Workers at Bombardier faced a major challenge in 2017/18, following the threat by the US Trade Department to impose up to 300% tariffs on the new C-Series Jet. If upheld, this had the potential to close Bombardier in Belfast with the loss of 4,000 direct jobs and thousands more in the supply chain. The tariffs were raised following a complaint by rival company Boeing, who accused Bombardier of underpricing and the Canadian and British governments of anti-competitive measures.

On 26 January, the US ‘International Trade Commission’ ruled that there had been no injury to Boeing, and workers breathed a sigh of relief, albeit a brief one. The following Monday, Bombardier issued redundancy notices to a section of the workforce.

Boeing’s challenge was robustly supported by the Trump administration and fit neatly into its ‘America First’ policy. The British government is the fourth largest customer of Boeing and is hugely dependent on it for its privatised defence sector. Demands from workers for action and support for Bombardier jobs were met with horror by Theresa May who couldn’t and wouldn’t challenge either Trump or Boeing.
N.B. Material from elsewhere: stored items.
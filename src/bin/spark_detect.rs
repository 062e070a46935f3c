// Copyright (c) 2025 Steven Rosenthal smr@dt3.org
// See LICENSE file in root directory for license terms.

use std::fs;
use std::path::{Path, PathBuf};
use std::sync::atomic::AtomicBool;
use std::time::Instant;

use clap::{ArgAction, Parser, ValueEnum};
use env_logger;
use image::{DynamicImage, GrayImage, ImageReader, Luma, Rgb};
use imageproc::drawing;
use log::{info, warn};

use spark_detect::algorithm::analyze_frames;
use spark_detect::frame::{BitDepth, FloatImage, Gray16Image};
use spark_detect::wavelet::LEVELS;
use spark_detect::{AnalysisConfig, Frame, OutputImageMode, PreFilter, ResultSet};

#[derive(Copy, Clone, Debug, PartialEq, Eq, ValueEnum)]
enum OutputImageArg {
    Raw,
    RawEvents,
    Filtered,
    FilteredEvents,
    Normalized,
    NormalizedEvents,
}

impl From<OutputImageArg> for OutputImageMode {
    fn from(arg: OutputImageArg) -> Self {
        match arg {
            OutputImageArg::Raw => OutputImageMode::Raw,
            OutputImageArg::RawEvents => OutputImageMode::RawWithEvents,
            OutputImageArg::Filtered => OutputImageMode::Filtered,
            OutputImageArg::FilteredEvents => OutputImageMode::FilteredWithEvents,
            OutputImageArg::Normalized => OutputImageMode::Normalized,
            OutputImageArg::NormalizedEvents => OutputImageMode::NormalizedWithEvents,
        }
    }
}

#[derive(Copy, Clone, Debug, PartialEq, Eq, ValueEnum)]
enum PreFilterArg {
    Median3,
    Median5,
    Median7,
    WaveletMedian5,
}

impl From<PreFilterArg> for PreFilter {
    fn from(arg: PreFilterArg) -> Self {
        match arg {
            PreFilterArg::Median3 => PreFilter::Median3x3,
            PreFilterArg::Median5 => PreFilter::Median5x5,
            PreFilterArg::Median7 => PreFilter::Median7x7,
            PreFilterArg::WaveletMedian5 => PreFilter::WaveletThenMedian5x5,
        }
    }
}

/// Example program for running SparkDetect on line-scan image(s).
#[derive(Parser, Debug)]
#[command(author, version, about, long_about=None)]
struct Args {
    /// Path of the file or directory to process. A directory requires
    /// --batch.
    #[arg(short, long)]
    input: String,

    /// Directory where output file(s) are written.
    #[arg(short, long)]
    output: String,

    /// Line scan rate, lines per second.
    #[arg(long, default_value_t = 345.0)]
    scan_speed: f32,

    /// Pixel size, um.
    #[arg(long, default_value_t = 0.829)]
    pixel_size: f32,

    /// Column intensity at or below which a column is outside the cell.
    #[arg(long, default_value_t = 2)]
    background: i32,

    /// Detection criterion, in multiples of the background noise.
    #[arg(long, default_value_t = 2.5)]
    criterion: f32,

    /// Number of time intervals, 1 to 5.
    #[arg(long, default_value_t = 1)]
    intervals: u32,

    #[arg(long, value_enum, default_value_t = OutputImageArg::RawEvents)]
    output_image: OutputImageArg,

    /// Fit decay time constants and upstroke rates; `--kinetics false`
    /// turns this off.
    #[arg(long, default_value_t = true, action = ArgAction::Set)]
    kinetics: std::primitive::bool,

    /// Allow events up to 2500ms.
    #[arg(long, default_value_t = false)]
    ember: std::primitive::bool,

    /// Process every image of the input directory.
    #[arg(short, long, default_value_t = false)]
    batch: std::primitive::bool,

    #[arg(long, value_enum, default_value_t = PreFilterArg::Median5)]
    pre_filter: PreFilterArg,

    /// Comma separated wavelet threshold multipliers, one per level, finest
    /// level first.
    #[arg(long, value_delimiter = ',', default_values_t = [10.0, 5.0, 1.0, 0.0, 0.0])]
    wavelet_thresholds: Vec<f32>,

    /// Outlier cutoff for the baseline estimate, in standard deviations.
    #[arg(long, default_value_t = 1.5)]
    outlier_sigma: f32,

    /// Output the table of detected events.
    #[arg(short, long, default_value_t = false)]
    coords: std::primitive::bool,
}

fn config_from_args(args: &Args) -> Result<AnalysisConfig, String> {
    let wavelet_thresholds: [f32; LEVELS] = args.wavelet_thresholds.as_slice().try_into()
        .map_err(|_| format!("--wavelet-thresholds needs {} values, got {}",
                             LEVELS, args.wavelet_thresholds.len()))?;
    Ok(AnalysisConfig{
        scan_speed: args.scan_speed,
        pixel_size: args.pixel_size,
        background: args.background,
        criterion: args.criterion,
        interval_count: args.intervals,
        output_image_mode: args.output_image.into(),
        extended_kinetics: args.kinetics,
        ember_mode: args.ember,
        batch_mode: args.batch,
        pre_filter: args.pre_filter.into(),
        wavelet_thresholds,
        outlier_sigma: args.outlier_sigma,
    })
}

fn main() {
    env_logger::Builder::from_env(
        env_logger::Env::default().default_filter_or("info")).init();

    let args = Args::parse();
    let config = config_from_args(&args).unwrap_or_else(|e| {
        panic!("Invalid arguments: {}", e);
    });
    if let Err(e) = config.validate() {
        panic!("Invalid configuration: {}", e);
    }
    let input_metadata = fs::metadata(&args.input).unwrap_or_else(|e| {
        panic!("Input file/dir '{}' does not exist? {:?}", args.input, e);
    });
    let output_metadata = fs::metadata(&args.output).unwrap_or_else(|e| {
        panic!("Output dir '{}' does not exist? {:?}", args.output, e);
    });
    assert!(output_metadata.is_dir(),
            "Output '{}' must be a directory", args.output);

    let mut paths = Vec::<PathBuf>::new();
    if input_metadata.is_dir() {
        assert!(args.batch, "Input '{}' is a directory; use --batch", args.input);
        let entries = fs::read_dir(&args.input).unwrap_or_else(|e| {
            panic!("Cannot list '{}': {:?}", args.input, e);
        });
        for entry in entries.flatten() {
            let path = entry.path();
            if path.is_file() {
                paths.push(path);
            }
        }
        paths.sort();
    } else {
        paths.push(PathBuf::from(&args.input));
    }

    let mut frames = Vec::<Frame>::new();
    for path in &paths {
        match load_frame(path) {
            Ok(frame) => frames.push(frame),
            Err(e) => warn!("Skipping {:?} due to: {:?}", path, e),
        }
    }

    let start = Instant::now();
    let cancel = AtomicBool::new(false);
    let results = match analyze_frames(&frames, &config, &cancel) {
        Ok(results) => results,
        Err(e) => panic!("Analysis failed: {}", e),
    };
    info!("Analyzed {} frame(s) in {:?}", results.len(), start.elapsed());
    for (frame, result) in frames.iter().zip(results) {
        match result {
            Ok(result_set) => {
                write_output(&result_set, frame.bit_depth(), &args.output);
                if args.coords {
                    log_results(&result_set);
                }
            },
            Err(e) => warn!("No results for '{}': {}", frame.title(), e),
        }
    }
}

fn load_frame(path: &Path) -> Result<Frame, image::ImageError> {
    let title = path.file_stem().map(|s| s.to_string_lossy().to_string())
        .unwrap_or_default();
    let img = ImageReader::open(path)?.decode()?;
    let color = img.color();
    let bits_per_channel = color.bits_per_pixel() / color.channel_count() as u16;
    let frame = if bits_per_channel > 8 {
        Frame::from_gray16(&img.to_luma16(), &title)
    } else {
        Frame::from_gray8(&img.to_luma8(), &title)
    };
    info!("Loaded {} WxH {}x{} {:?}", title, frame.width(), frame.height(),
          frame.bit_depth());
    Ok(frame)
}

fn write_output(result_set: &ResultSet, bit_depth: BitDepth, output_dir: &str) {
    let mut output_path = PathBuf::from(output_dir);
    output_path.push(&result_set.title);
    output_path.set_extension("png");
    let image = &result_set.output_image;
    let saved = match bit_depth {
        BitDepth::Eight => {
            let gray = to_gray8(image);
            let mut img_color = DynamicImage::ImageLuma8(gray).into_rgb8();
            if result_set.draw_events {
                for record in &result_set.records {
                    drawing::draw_hollow_rect_mut(&mut img_color, record.bounding_box,
                                                  Rgb::<u8>([255, 0, 0]));
                }
            }
            img_color.save(&output_path)
        },
        BitDepth::Sixteen => {
            let gray = to_gray16(image);
            let mut img_color = DynamicImage::ImageLuma16(gray).into_rgb16();
            if result_set.draw_events {
                for record in &result_set.records {
                    drawing::draw_hollow_rect_mut(&mut img_color, record.bounding_box,
                                                  Rgb::<u16>([u16::MAX, 0, 0]));
                }
            }
            img_color.save(&output_path)
        },
    };
    if let Err(e) = saved {
        warn!("Could not write {:?}: {:?}", output_path, e);
    }
}

// Output samples are already within the frame's sample range.
fn to_gray8(image: &FloatImage) -> GrayImage {
    let (width, height) = image.dimensions();
    GrayImage::from_fn(width, height, |x, y| {
        Luma([image.get_pixel(x, y).0[0].round() as u8])
    })
}

fn to_gray16(image: &FloatImage) -> Gray16Image {
    let (width, height) = image.dimensions();
    Gray16Image::from_fn(width, height, |x, y| {
        Luma([image.get_pixel(x, y).0[0].round() as u16])
    })
}

fn log_results(result_set: &ResultSet) {
    let summary = &result_set.summary;
    let mut table = String::new();
    table.push_str(format!("# {}: cell columns {}..={}, noise {:.3}\n",
                           result_set.title, result_set.edges.left,
                           result_set.edges.right, result_set.noise_estimate).as_str());
    table.push_str(format!("# {} events, {:.3} per 100um*s over {:.2} um*s\n",
                           summary.event_count, summary.frequency,
                           summary.analyzed_area).as_str());
    table.push_str("# n, amplitude, fwhm um, fdhm ms, width um, duration ms, \
                    x um, t ms, ttp ms, tau ms, max rise /s\n");
    for r in &result_set.records {
        let tau = r.tau_ms.map_or("-".to_string(), |v| format!("{:.2}", v));
        let rise = r.max_rise_rate.map_or("-".to_string(), |v| format!("{:.2}", v));
        table.push_str(format!(
            "{}, {:.3}, {:.2}, {:.2}, {:.2}, {:.2}, {:.2}, {:.2}, {:.2}, {}, {}\n",
            r.number, r.amplitude, r.half_width_um, r.half_duration_ms,
            r.full_width_um, r.full_duration_ms, r.x_position_um,
            r.time_position_ms, r.time_to_peak_ms, tau, rise).as_str());
    }
    info!("{}", table);
}

#[cfg(test)]
mod tests {
    use super::*;

    fn parse(extra: &[&str]) -> Args {
        let mut argv = vec!["spark-detect", "--input", "in.tif", "--output", "out"];
        argv.extend_from_slice(extra);
        Args::try_parse_from(argv).unwrap()
    }

    #[test]
    fn test_kinetics_flag() {
        assert!(config_from_args(&parse(&[])).unwrap().extended_kinetics);
        let config = config_from_args(&parse(&["--kinetics", "false"])).unwrap();
        assert!(!config.extended_kinetics);
    }

    #[test]
    fn test_wavelet_threshold_count() {
        let config = config_from_args(&parse(&[])).unwrap();
        assert_eq!(config.wavelet_thresholds, [10.0, 5.0, 1.0, 0.0, 0.0]);
        let config =
            config_from_args(&parse(&["--wavelet-thresholds", "8,4,2,1,0"])).unwrap();
        assert_eq!(config.wavelet_thresholds, [8.0, 4.0, 2.0, 1.0, 0.0]);
        assert!(config_from_args(&parse(&["--wavelet-thresholds", "8,4,2"])).is_err());
        assert!(config_from_args(&parse(&["--wavelet-thresholds", "1,1,1,1,1,1"]))
                .is_err());
    }
}  // mod tests.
The decisive role was ultimately played by workers, shop stewards and Unite the Union, who together ran a local and international political and community campaign to highlight what was at stake. A key turning point was the mobilisation of thousands of Bombardier workers at gate meetings at all of the sites. These actions showed, not just to politicians and Bombardier bosses but to the workforce itself, the potential which lies in the workers’ hands when they act collectively.

The ongoing threat of outsourcing of work at Bombardier and the current redundancies, linked to outsourcing, are a huge challenge to the workforce. However, having led the battle to save jobs and skills, Bombardier workers have shown what they are capable of when united and mobilised and are now in a stronger position to deal with future threats, whether political or from the company.